### Requirement
Read through the lines below and copy the ones holding the string "Some".

[Data extracted from a collection]
####
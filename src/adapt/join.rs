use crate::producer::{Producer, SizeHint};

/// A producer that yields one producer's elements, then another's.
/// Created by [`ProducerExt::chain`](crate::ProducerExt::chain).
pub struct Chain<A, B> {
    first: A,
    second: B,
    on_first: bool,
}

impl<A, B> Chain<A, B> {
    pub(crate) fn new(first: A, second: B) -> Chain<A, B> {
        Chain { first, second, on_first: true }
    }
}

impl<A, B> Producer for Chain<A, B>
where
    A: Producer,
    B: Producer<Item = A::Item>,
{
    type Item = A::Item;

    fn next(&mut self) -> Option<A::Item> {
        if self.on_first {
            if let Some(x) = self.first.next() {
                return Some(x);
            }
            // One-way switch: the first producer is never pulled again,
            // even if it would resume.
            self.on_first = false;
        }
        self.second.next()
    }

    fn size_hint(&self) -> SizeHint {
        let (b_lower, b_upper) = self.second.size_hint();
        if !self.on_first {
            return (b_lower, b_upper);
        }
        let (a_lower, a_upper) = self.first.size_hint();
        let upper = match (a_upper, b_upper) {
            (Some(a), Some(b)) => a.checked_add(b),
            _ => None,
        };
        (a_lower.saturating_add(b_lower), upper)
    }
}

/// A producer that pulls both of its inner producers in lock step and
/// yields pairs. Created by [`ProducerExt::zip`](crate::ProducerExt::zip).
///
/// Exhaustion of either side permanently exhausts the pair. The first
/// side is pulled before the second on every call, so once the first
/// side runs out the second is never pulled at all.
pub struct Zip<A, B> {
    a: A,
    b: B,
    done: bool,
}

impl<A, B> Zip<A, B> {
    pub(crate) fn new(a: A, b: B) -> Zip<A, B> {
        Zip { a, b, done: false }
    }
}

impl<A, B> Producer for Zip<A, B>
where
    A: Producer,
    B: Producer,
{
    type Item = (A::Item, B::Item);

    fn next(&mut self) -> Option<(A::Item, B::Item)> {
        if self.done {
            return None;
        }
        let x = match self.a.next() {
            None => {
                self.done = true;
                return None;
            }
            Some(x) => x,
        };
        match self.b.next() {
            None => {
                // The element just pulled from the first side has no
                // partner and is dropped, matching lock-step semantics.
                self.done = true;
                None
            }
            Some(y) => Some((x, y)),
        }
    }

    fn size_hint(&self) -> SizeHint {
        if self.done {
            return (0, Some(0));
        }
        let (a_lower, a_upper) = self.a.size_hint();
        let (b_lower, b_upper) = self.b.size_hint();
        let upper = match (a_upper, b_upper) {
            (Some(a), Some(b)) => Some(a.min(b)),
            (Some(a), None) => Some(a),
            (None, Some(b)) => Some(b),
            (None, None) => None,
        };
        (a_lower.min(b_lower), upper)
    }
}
####
### Answer box
            if let Some(x) = self.first.next() {
                return Some(x);
            (Some(a), Some(b)) => a.checked_add(b),
            Some(x) => x,
            Some(y) => Some((x, y)),
            return (0, Some(0));
            (Some(a), Some(b)) => Some(a.min(b)),
            (Some(a), None) => Some(a),
            (None, Some(b)) => Some(b),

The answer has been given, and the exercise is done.